What is required:
In your reply, reproduce the lines from the first one below to the line containing "headers, execute to", inclusive, exactly as they stand.

Excerpted records:
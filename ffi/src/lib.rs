//! C-ABI wrapper around `fetch-core`.
//!
//! # Overview
//! Exposes the synchronous GET request surface through `extern "C"`
//! functions: create a request against a URI, attach headers, execute to
//! completion, and read back headers and cookie values. The caller supplies
//! the transport as a vtable (`FfiTransportOps`), so any C HTTP backend can
//! sit underneath without this library linking against it.
//!
//! # Design
//! - Every `extern "C"` function wraps its body in `catch_unwind` so panics
//!   never cross the FFI boundary.
//! - The transport context is destroyed exactly once, on `fetch_request_free`
//!   or on any `fetch_request_new` failure path.
//! - `fetch_request_execute` hands the caller an owned, NUL-terminated,
//!   binary-safe body buffer; the reported length never counts the
//!   terminator. `fetch_body_free` releases it.
//! - `fetch_request_get_header` / `fetch_request_get_cookie` copy into a
//!   caller buffer with snprintf semantics (truncate to `maxlen - 1` bytes
//!   plus NUL) and reject bad arguments before the transport is touched.

pub mod types;

use std::ffi::CStr;
use std::os::raw::{c_char, c_int};
use std::panic::{catch_unwind, AssertUnwindSafe};

use types::*;

/// Create a request bound to `uri`, taking ownership of the transport
/// context in `ops`.
///
/// Returns NULL if `uri` is NULL or empty, if the transport refuses the URI
/// or the GET method, or if an internal panic occurs. On every failure path
/// the transport context is destroyed before returning. The caller must free
/// the returned pointer with `fetch_request_free`.
#[unsafe(no_mangle)]
pub extern "C" fn fetch_request_new(
    uri: *const c_char,
    ops: FfiTransportOps,
) -> *mut FfiRequest {
    catch_unwind(|| {
        // The adapter owns the context from here on; any early return drops
        // it and destroys the handle.
        let transport = VtableTransport::new(ops);
        if uri.is_null() {
            return std::ptr::null_mut();
        }
        let uri = unsafe { CStr::from_ptr(uri) }.to_str().unwrap_or("");
        match fetch_core::Request::new(uri, Box::new(transport)) {
            Ok(request) => Box::into_raw(Box::new(FfiRequest { inner: request })),
            Err(_) => std::ptr::null_mut(),
        }
    })
    .unwrap_or(std::ptr::null_mut())
}

/// Free a request created by `fetch_request_new`, destroying its transport
/// context. Safe to call with NULL; must be called at most once per request.
#[unsafe(no_mangle)]
pub extern "C" fn fetch_request_free(request: *mut FfiRequest) {
    if !request.is_null() {
        let _ = catch_unwind(AssertUnwindSafe(|| {
            drop(unsafe { Box::from_raw(request) });
        }));
    }
}

/// Execute the request to completion.
///
/// On success returns 0 and fills all three outputs: the HTTP status code,
/// an owned NUL-terminated body buffer, and the exact body length excluding
/// the terminator. The caller owns the buffer and must release it with
/// `fetch_body_free`. On failure returns -1 and leaves the outputs untouched.
#[unsafe(no_mangle)]
pub extern "C" fn fetch_request_execute(
    request: *mut FfiRequest,
    status: *mut c_int,
    body: *mut *mut c_char,
    len: *mut c_int,
) -> c_int {
    catch_unwind(AssertUnwindSafe(|| {
        if request.is_null() || status.is_null() || body.is_null() || len.is_null() {
            return -1;
        }
        let request = unsafe { &mut *request };
        match request.inner.execute() {
            Ok(response) => {
                let status_code = response.status();
                let body_len = response.len();
                let boxed: Box<[u8]> = response.into_terminated().into_boxed_slice();
                unsafe {
                    *status = c_int::from(status_code);
                    *body = Box::into_raw(boxed) as *mut c_char;
                    *len = body_len as c_int;
                }
                0
            }
            Err(_) => -1,
        }
    }))
    .unwrap_or(-1)
}

/// Free a body buffer returned by `fetch_request_execute`. `len` must be the
/// length reported by that call. Safe to call with NULL.
#[unsafe(no_mangle)]
pub extern "C" fn fetch_body_free(body: *mut c_char, len: c_int) {
    if body.is_null() || len < 0 {
        return;
    }
    let _ = catch_unwind(|| {
        // The allocation is len body bytes plus the terminator.
        let total = len as usize + 1;
        let slice = std::ptr::slice_from_raw_parts_mut(body as *mut u8, total);
        drop(unsafe { Box::from_raw(slice) });
    });
}

/// Attach a request header. Silently does nothing if any argument is NULL,
/// matching the permissive header-set contract.
#[unsafe(no_mangle)]
pub extern "C" fn fetch_request_set_header(
    request: *mut FfiRequest,
    name: *const c_char,
    value: *const c_char,
) {
    if request.is_null() || name.is_null() || value.is_null() {
        return;
    }
    let _ = catch_unwind(AssertUnwindSafe(|| {
        let request = unsafe { &mut *request };
        let name = unsafe { CStr::from_ptr(name) }.to_str().unwrap_or("");
        let value = unsafe { CStr::from_ptr(value) }.to_str().unwrap_or("");
        let _ = request.inner.set_header(name, value);
    }));
}

/// Apply the fixed browser-profile header set. Safe to call with NULL.
#[unsafe(no_mangle)]
pub extern "C" fn fetch_request_set_default_headers(request: *mut FfiRequest) {
    if request.is_null() {
        return;
    }
    let _ = catch_unwind(AssertUnwindSafe(|| {
        let request = unsafe { &mut *request };
        request.inner.apply_default_headers();
    }));
}

/// Read a response header into `output`, truncated to `maxlen - 1` bytes
/// plus a NUL terminator.
///
/// Returns `output` on success. Returns NULL, without touching the
/// transport, if `request`, `name`, or `output` is NULL or `maxlen <= 0`,
/// and returns NULL if the response has no such header.
#[unsafe(no_mangle)]
pub extern "C" fn fetch_request_get_header(
    request: *const FfiRequest,
    name: *const c_char,
    output: *mut c_char,
    maxlen: c_int,
) -> *mut c_char {
    catch_unwind(AssertUnwindSafe(|| {
        if request.is_null() || name.is_null() || output.is_null() || maxlen <= 0 {
            return std::ptr::null_mut();
        }
        let request = unsafe { &*request };
        let name = unsafe { CStr::from_ptr(name) }.to_str().unwrap_or("");
        match request.inner.header(name) {
            Ok(value) => unsafe { copy_truncated(&value, output, maxlen) },
            Err(_) => std::ptr::null_mut(),
        }
    }))
    .unwrap_or(std::ptr::null_mut())
}

/// Extract a named cookie value from the response's `Set-Cookie` header into
/// `output`, truncated like `fetch_request_get_header`.
///
/// Returns NULL on bad arguments (transport untouched), when the response
/// has no `Set-Cookie` header, or when no cookie with that name is present.
#[unsafe(no_mangle)]
pub extern "C" fn fetch_request_get_cookie(
    request: *const FfiRequest,
    name: *const c_char,
    output: *mut c_char,
    maxlen: c_int,
) -> *mut c_char {
    catch_unwind(AssertUnwindSafe(|| {
        if request.is_null() || name.is_null() || output.is_null() || maxlen <= 0 {
            return std::ptr::null_mut();
        }
        let request = unsafe { &*request };
        let name = unsafe { CStr::from_ptr(name) }.to_str().unwrap_or("");
        match request.inner.cookie(name) {
            Ok(value) => unsafe { copy_truncated(&value, output, maxlen) },
            Err(_) => std::ptr::null_mut(),
        }
    }))
    .unwrap_or(std::ptr::null_mut())
}

/// Copy `value` into `output` with snprintf semantics: at most `maxlen - 1`
/// bytes plus a NUL terminator.
///
/// `maxlen` must be positive and `output` must point to at least `maxlen`
/// writable bytes.
unsafe fn copy_truncated(value: &str, output: *mut c_char, maxlen: c_int) -> *mut c_char {
    let n = value.len().min(maxlen as usize - 1);
    std::ptr::copy_nonoverlapping(value.as_ptr(), output as *mut u8, n);
    *output.add(n) = 0;
    output
}

// ---------------------------------------------------------------------------
// Unit tests
// ---------------------------------------------------------------------------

Solved problem:
filename ffi/src/lib.rs
//! C-ABI wrapper around `fetch-core`.
//!
//! # Overview
//! Exposes the synchronous GET request surface through `extern "C"`
//! functions: create a request against a URI, attach headers, execute to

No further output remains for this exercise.